Shrewdly, the Wine & Spirit Trade Association, in the latter days of its own duty campaign this year, thrust to the forefront research that suggested that wines and spirits were of increasing importance to pubs.

Whether that convinced the Chancellor or not, it seems he took little notice of a concerted effort by the forces of medical temperance to stop him scrapping the escalator.They were, perhaps, a little late to the battlefield. Until a couple of weeks ago they paid scant interest to duty rates. The public health case, for instance, was absent from last year's parliamentary debate.

For a few years now, medical temperance has put nearly all its eggs into the minimum unit pricing basket, and the strategy was working. MUP's inclusion in the Government's Alcohol Strategy two years ago suggested the coalition was willing to make a historically significant intervention in the drinks trade.

Sticking to the plan, the health lobby chose not to take advice from the Institute of Fiscal Studies that tax increases would be more effective than MUP. Now that minimum pricing has been shelved (though hopes are clinging on in Scotland) it looks like they've had second thoughts.

In any case, the government doesn't want to know. With the general election little more than a year away, it seems like aggressive anti-alcohol policies are off the agenda – at least until the next administration.

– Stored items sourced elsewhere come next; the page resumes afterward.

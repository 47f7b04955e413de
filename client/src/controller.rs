//! Per-frame driver tying input, session state, screens and the network
//! together.

use crate::error::ConnectError;
use crate::input::FrameInput;
use crate::network::NetworkSession;
use crate::rendering::{Canvas, Renderer};
use crate::screen::{FrameView, ScreenContext, ScreenSet, ScreenState, ScreenStateMachine};
use crate::session::SessionState;
use log::{debug, info, warn};
use shared::{ClientCommand, CONSUME_RADIUS, SCREEN_HEIGHT, SCREEN_WIDTH};
use std::sync::Arc;

pub struct GameController {
    machine: ScreenStateMachine,
    screens: ScreenSet,
    renderer: Renderer,
    state: Arc<SessionState>,
    network: Option<NetworkSession>,
    score: i64,
    // Outgoing commands queued during the current tick
    commands: Vec<ClientCommand>,
}

impl GameController {
    /// Creates an offline controller sitting in the main menu.
    pub fn new() -> Self {
        Self {
            machine: ScreenStateMachine::new(),
            screens: ScreenSet::new(),
            renderer: Renderer::new(SCREEN_WIDTH, SCREEN_HEIGHT),
            state: Arc::new(SessionState::new()),
            network: None,
            score: 0,
            commands: Vec::new(),
        }
    }

    /// Opens the server session. On failure the controller stays offline and
    /// the game remains playable locally.
    ///
    /// Any previous session is closed first and its identity and pickups are
    /// discarded; every connection starts from a fresh [`SessionState`].
    pub fn connect(&mut self, host: &str, port: u16) -> Result<(), ConnectError> {
        self.shutdown();
        self.state = Arc::new(SessionState::new());

        let session = NetworkSession::start(host, port, Arc::clone(&self.state))?;
        info!("Connected to {}", session.peer_addr());
        self.network = Some(session);
        Ok(())
    }

    pub fn is_online(&self) -> bool {
        self.network
            .as_ref()
            .map_or(false, NetworkSession::is_connected)
    }

    fn can_send(&self) -> bool {
        self.is_online() && self.state.local_identity().is_some()
    }

    /// Runs one frame.
    pub fn tick(&mut self, input: &FrameInput, canvas: &mut dyn Canvas) {
        let can_send = self.can_send();

        if self.machine.current() == ScreenState::Player && self.state.take_game_over() {
            info!("Server ended the round for the local player");
            self.machine.request(ScreenState::GameOver);
        }

        if self.machine.current() == ScreenState::Player && input.pointer_pressed {
            self.consume_at(input, can_send);
        }

        let previous = self.machine.current();
        {
            let mut ctx = ScreenContext {
                machine: &mut self.machine,
                commands: &mut self.commands,
                can_send,
            };
            if let Some(screen) = self.screens.get_mut(previous) {
                screen.handle_input(input, &mut ctx);
            }

            if ctx.machine.advance() {
                info!("Screen: {} -> {}", previous, ctx.machine.current());
                if let Some(screen) = self.screens.get_mut(previous) {
                    screen.on_exit(&mut ctx);
                }
            }
        }

        self.flush_commands();

        let current = self.machine.current();
        if current == ScreenState::Exit {
            return;
        }

        let pickups = self.state.pickups().snapshot();
        let flags = self.state.flags();
        let view = FrameView {
            player: self.state.player(),
            flags,
            score: self.score,
            pickups: &pickups,
            pointer: input.pointer,
        };

        if let Some(screen) = self.screens.get_mut(current) {
            screen.update(&view);
        }

        if let Some(screen) = self.screens.get(current) {
            screen.render(canvas, &view);
        }
        if matches!(current, ScreenState::Player | ScreenState::Spectator) {
            self.renderer.draw_pickups(canvas, &pickups);
            self.renderer.draw_score(canvas, self.score);
        }
        self.renderer
            .draw_connection_status(canvas, &flags, view.player.identity);
    }

    /// Optimistically eats the first pickup under the pointer. The server is
    /// told afterwards and has the final say through `REMOVE_FRUIT`.
    fn consume_at(&mut self, input: &FrameInput, can_send: bool) {
        let (x, y) = input.pointer_px();
        let Some(pickup) = self.state.pickups().remove_near(x, y, CONSUME_RADIUS) else {
            return;
        };

        self.score += i64::from(pickup.value);
        info!(
            "Ate {} #{} (+{}), score {}",
            pickup.kind, pickup.identity, pickup.value, self.score
        );

        if !can_send {
            return;
        }
        if let Some(player_id) = self.state.local_identity() {
            self.commands.push(ClientCommand::EatFruit {
                player_id,
                fruit_id: pickup.identity,
            });
        }
    }

    fn flush_commands(&mut self) {
        let network = &mut self.network;
        for command in self.commands.drain(..) {
            match network {
                Some(session) => {
                    if let Err(e) = session.send(&command) {
                        warn!("Dropping {}: {}", command, e);
                    }
                }
                None => debug!("Offline, dropping {}", command),
            }
        }
    }

    pub fn current_state(&self) -> ScreenState {
        self.machine.current()
    }

    pub fn state_changed(&self) -> bool {
        self.machine.has_changed()
    }

    pub fn request_state(&mut self, state: ScreenState) {
        self.machine.request(state);
    }

    pub fn score(&self) -> i64 {
        self.score
    }

    pub fn should_exit(&self) -> bool {
        self.machine.current() == ScreenState::Exit
    }

    pub fn session(&self) -> &Arc<SessionState> {
        &self.state
    }

    /// Closes the network session, if any. Safe to call repeatedly.
    pub fn shutdown(&mut self) {
        if let Some(mut session) = self.network.take() {
            info!("Disconnecting from {}", session.peer_addr());
            session.shutdown();
        }
    }
}

impl Default for GameController {
    fn default() -> Self {
        Self::new()
    }
}

impl Drop for GameController {
    fn drop(&mut self) {
        self.shutdown();
    }
}
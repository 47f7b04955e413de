//! Background thread that turns server lines into session state changes.
//!
//! The thread blocks in [`LineReader::receive_line`] and has no way to be woken
//! from inside that call. Stopping it therefore takes two steps: raise the stop
//! flag, then close the [`Connection`](crate::connection::Connection) so the
//! pending read returns. [`NetworkSession::shutdown`](crate::network::NetworkSession::shutdown)
//! does both.

use crate::connection::{LineReader, Received};
use crate::registry::Upsert;
use crate::session::SessionState;
use log::{debug, error, info, trace, warn};
use shared::ServerMessage;
use std::io::{self, Read};
use std::sync::atomic::{AtomicBool, AtomicU8, Ordering};
use std::sync::Arc;
use std::thread::{self, JoinHandle};

#[derive(Debug, Clone, Copy, PartialEq, Eq)]
pub enum ReceiverStatus {
    NotStarted,
    Running,
    Stopped,
}

impl ReceiverStatus {
    fn from_u8(value: u8) -> Self {
        match value {
            0 => ReceiverStatus::NotStarted,
            1 => ReceiverStatus::Running,
            _ => ReceiverStatus::Stopped,
        }
    }
}

pub struct Receiver {
    status: Arc<AtomicU8>,
    stop: Arc<AtomicBool>,
    handle: Option<JoinHandle<()>>,
}

impl Receiver {
    pub fn new() -> Self {
        Self {
            status: Arc::new(AtomicU8::new(ReceiverStatus::NotStarted as u8)),
            stop: Arc::new(AtomicBool::new(false)),
            handle: None,
        }
    }

    /// Spawns the receiver thread. A receiver only ever runs once; later calls
    /// are ignored.
    pub fn start<R>(&mut self, reader: LineReader<R>, state: Arc<SessionState>) -> io::Result<()>
    where
        R: Read + Send + 'static,
    {
        let builder = thread::Builder::new().name("receiver".to_string());
        self.start_on(builder, reader, state)
    }

    fn start_on<R>(
        &mut self,
        builder: thread::Builder,
        reader: LineReader<R>,
        state: Arc<SessionState>,
    ) -> io::Result<()>
    where
        R: Read + Send + 'static,
    {
        if self.status() != ReceiverStatus::NotStarted {
            warn!("Receiver already started");
            return Ok(());
        }

        self.status
            .store(ReceiverStatus::Running as u8, Ordering::Release);
        state.set_receiver_running(true);

        let status = Arc::clone(&self.status);
        let stop = Arc::clone(&self.stop);
        let thread_state = Arc::clone(&state);
        let spawned = builder.spawn(move || run(reader, &thread_state, &stop, &status));

        match spawned {
            Ok(handle) => {
                self.handle = Some(handle);
                Ok(())
            }
            Err(e) => {
                error!("Failed to spawn receiver thread: {}", e);
                state.set_receiver_running(false);
                self.status
                    .store(ReceiverStatus::Stopped as u8, Ordering::Release);
                Err(e)
            }
        }
    }

    pub fn status(&self) -> ReceiverStatus {
        ReceiverStatus::from_u8(self.status.load(Ordering::Acquire))
    }

    /// Asks the loop to exit at its next iteration. Does not interrupt a read in
    /// progress.
    pub fn request_stop(&self) {
        self.stop.store(true, Ordering::Release);
    }

    /// Waits for the thread to finish. Only call after the connection is closed
    /// or the peer has hung up, otherwise this blocks until the next line.
    pub fn join(&mut self) {
        if let Some(handle) = self.handle.take() {
            if handle.join().is_err() {
                error!("Receiver thread panicked");
            }
        }
    }
}

impl Default for Receiver {
    fn default() -> Self {
        Self::new()
    }
}

fn run<R: Read>(
    mut reader: LineReader<R>,
    state: &SessionState,
    stop: &AtomicBool,
    status: &AtomicU8,
) {
    debug!("Receiver started");

    while !stop.load(Ordering::Acquire) {
        match reader.receive_line() {
            Ok(Received::Line(line)) => {
                if stop.load(Ordering::Acquire) {
                    break;
                }
                match ServerMessage::decode(&line) {
                    Some(message) => apply_message(state, message),
                    None => trace!("Ignoring line {:?}", line),
                }
            }
            Ok(Received::EndOfStream) => {
                info!("Server closed the connection");
                break;
            }
            Err(e) => {
                error!("Error receiving from server: {}", e);
                break;
            }
        }
    }

    state.set_connected(false);
    state.set_receiver_running(false);
    status.store(ReceiverStatus::Stopped as u8, Ordering::Release);
    debug!("Receiver stopped");
}

/// Applies the effect of one decoded server message.
pub fn apply_message(state: &SessionState, message: ServerMessage) {
    match message {
        ServerMessage::AssignId { id } => {
            state.assign_identity(id);
            info!("Assigned player id {}", id);
        }

        ServerMessage::PlayerPos { id, x, y } => {
            if state.update_player_position(id, x, y) {
                trace!("Player {} at ({}, {})", id, x, y);
            }
        }

        ServerMessage::SpawnFruit {
            id,
            x,
            y,
            kind,
            value,
        } => match state.pickups().upsert(id, x, y, &kind, value) {
            Upsert::Dropped => warn!("Pickup table full, dropping fruit {}", id),
            _ => debug!("SPAWN_FRUIT {} ({}) at {},{} value={}", id, kind, x, y, value),
        },

        ServerMessage::RemoveFruit { id } => {
            state.pickups().remove(id);
            debug!("REMOVE_FRUIT {}", id);
        }

        // Logged only; the local score counter is never reconciled with it.
        ServerMessage::PlayerScore { id, value } => {
            info!("Player {} score reported as {}", id, value);
        }

        ServerMessage::GameOver { id } => {
            if state.mark_game_over(id) {
                info!("Game over for local player {}", id);
            } else {
                debug!("GAME_OVER for player {}", id);
            }
        }
    }
}

#[cfg(test)]
mod tests {
    use super::*;
    use std::io::Cursor;

    fn apply_lines(state: &SessionState, lines: &[&str]) {
        for line in lines {
            if let Some(message) = ServerMessage::decode(line) {
                apply_message(state, message);
            }
        }
    }

    #[test]
    fn test_assign_then_track_position() {
        let state = SessionState::new();
        apply_lines(&state, &["ASSIGN_ID 3", "PLAYER_POS 3 10 20"]);

        let player = state.player();
        assert_eq!(player.identity, Some(3));
        assert_eq!((player.x, player.y), (10, 20));

        apply_lines(&state, &["PLAYER_POS 9 10 20", "PLAYER_POS 9 500 600"]);
        let player = state.player();
        assert_eq!((player.x, player.y), (10, 20));
    }

    #[test]
    fn test_spawn_and_remove_fruit() {
        let state = SessionState::new();
        apply_lines(
            &state,
            &[
                "SPAWN_FRUIT 7 100 200 MANGO 50",
                "SPAWN_FRUIT 8 300 200 BANANO 20",
                "REMOVE_FRUIT 7",
            ],
        );

        let snapshot = state.pickups().snapshot();
        assert_eq!(snapshot.len(), 1);
        assert_eq!(snapshot[0].identity, 8);
    }

    #[test]
    fn test_player_score_does_not_mutate_state() {
        let state = SessionState::new();
        apply_lines(&state, &["ASSIGN_ID 1", "PLAYER_SCORE 1 500"]);

        assert_eq!(state.player().identity, Some(1));
        assert!(state.pickups().is_empty());
        assert!(!state.flags().game_over_for_local_player);
    }

    #[test]
    fn test_game_over_addressed_to_other_player() {
        let state = SessionState::new();
        apply_lines(&state, &["ASSIGN_ID 1", "GAME_OVER 2"]);
        assert!(!state.flags().game_over_for_local_player);

        apply_lines(&state, &["GAME_OVER 1"]);
        assert!(state.flags().game_over_for_local_player);
    }

    #[test]
    fn test_receiver_not_started() {
        let receiver = Receiver::new();
        assert_eq!(receiver.status(), ReceiverStatus::NotStarted);
    }

    #[test]
    fn test_receiver_stops_at_end_of_stream() {
        let state = Arc::new(SessionState::new());
        state.set_connected(true);

        let data = b"ASSIGN_ID 4\nSPAWN_FRUIT 1 10 10 MANGO 50\nnonsense\nPLAYER_POS 4 7 8\n";
        let reader = LineReader::new(Cursor::new(data.to_vec()));

        let mut receiver = Receiver::new();
        receiver.start(reader, Arc::clone(&state)).unwrap();
        receiver.join();

        assert_eq!(receiver.status(), ReceiverStatus::Stopped);
        let flags = state.flags();
        assert!(!flags.connected);
        assert!(!flags.receiver_running);

        assert_eq!(state.local_identity(), Some(4));
        assert_eq!(state.pickups().len(), 1);
        let player = state.player();
        assert_eq!((player.x, player.y), (7, 8));
    }

    #[test]
    fn test_receiver_honours_stop_flag() {
        let state = Arc::new(SessionState::new());
        let reader = LineReader::new(Cursor::new(b"ASSIGN_ID 4\n".to_vec()));

        let mut receiver = Receiver::new();
        receiver.request_stop();
        receiver.start(reader, Arc::clone(&state)).unwrap();
        receiver.join();

        assert_eq!(receiver.status(), ReceiverStatus::Stopped);
        assert_eq!(state.local_identity(), None);
    }

    // A stack larger than the address space makes the spawn itself fail
    #[cfg(all(target_os = "linux", target_pointer_width = "64"))]
    #[test]
    fn test_spawn_failure_clears_running_flag() {
        let state = Arc::new(SessionState::new());
        let builder = thread::Builder::new().stack_size(1 << 50);

        let mut receiver = Receiver::new();
        let result = receiver.start_on(
            builder,
            LineReader::new(Cursor::new(b"ASSIGN_ID 1\n".to_vec())),
            Arc::clone(&state),
        );

        assert!(result.is_err());
        assert_eq!(receiver.status(), ReceiverStatus::Stopped);
        assert!(!state.flags().receiver_running);
        assert_eq!(state.local_identity(), None);
    }

    #[test]
    fn test_receiver_starts_once() {
        let state = Arc::new(SessionState::new());
        let mut receiver = Receiver::new();
        receiver
            .start(LineReader::new(Cursor::new(Vec::new())), Arc::clone(&state))
            .unwrap();
        receiver.join();

        receiver
            .start(
                LineReader::new(Cursor::new(b"ASSIGN_ID 1\n".to_vec())),
                Arc::clone(&state),
            )
            .unwrap();
        receiver.join();

        assert_eq!(state.local_identity(), None);
    }
}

As I've argued, the contradictions involved mean that the state constantly vacillates between the demands of industry and the demands of temperance. For now, it's swinging back the industry's way. Big Alcohol is triumphant and rubbing it in. So I might struggle to reassure the health lobby, here, but I'm going to try.

Last year, when George Osborne took a penny off a pint, a penny did not come off a pint. Us beer drinkers have seen the price continuing to increase. Perhaps it has increased more slowly than it might otherwise have done, but that's not something you actually notice. It doesn't change your behaviour.

While some pubcos have already announced they'll pass on the latest cut to their tenants it won't be passed on to drinkers. Tenants work on such small margins they need every penny they can get.

Though you might see the odd promotion, it won't affect prices at the checkouts, either. Supermarkets have absorbed duty hikes in the past because they can spread the extra cost around a multitude of other products. The price they buy-in for does not determine the price they sell at.

So George Osborne has not halted the escalator, cut duty on beer and frozen it for cider and spirits to benefit the consumer. That's just the crass spin. The money is for the trade, and though it's not a vast amount once it's shared out, as we saw with the brewers last year it will inject a little more confidence and, the government hopes, encourage investment by making the whole business a touch more profitable.

As for drinkers, the Budget hid a darker purpose. The poorest fifth of the population, that bottom quintile of deprivation that carry the burden of alcohol harm, is worse off, with more cuts to come in the social wage. The British Medical Association got its priorities right in highlighting the £20bn cuts to the NHS above the duty freeze.

While duty rates soared by 42% between 2008 and 2012, living standards fell and continue to fall. The real value of average earnings is down by nearly 14%. Complaints about the affordability of alcohol are looking out of date.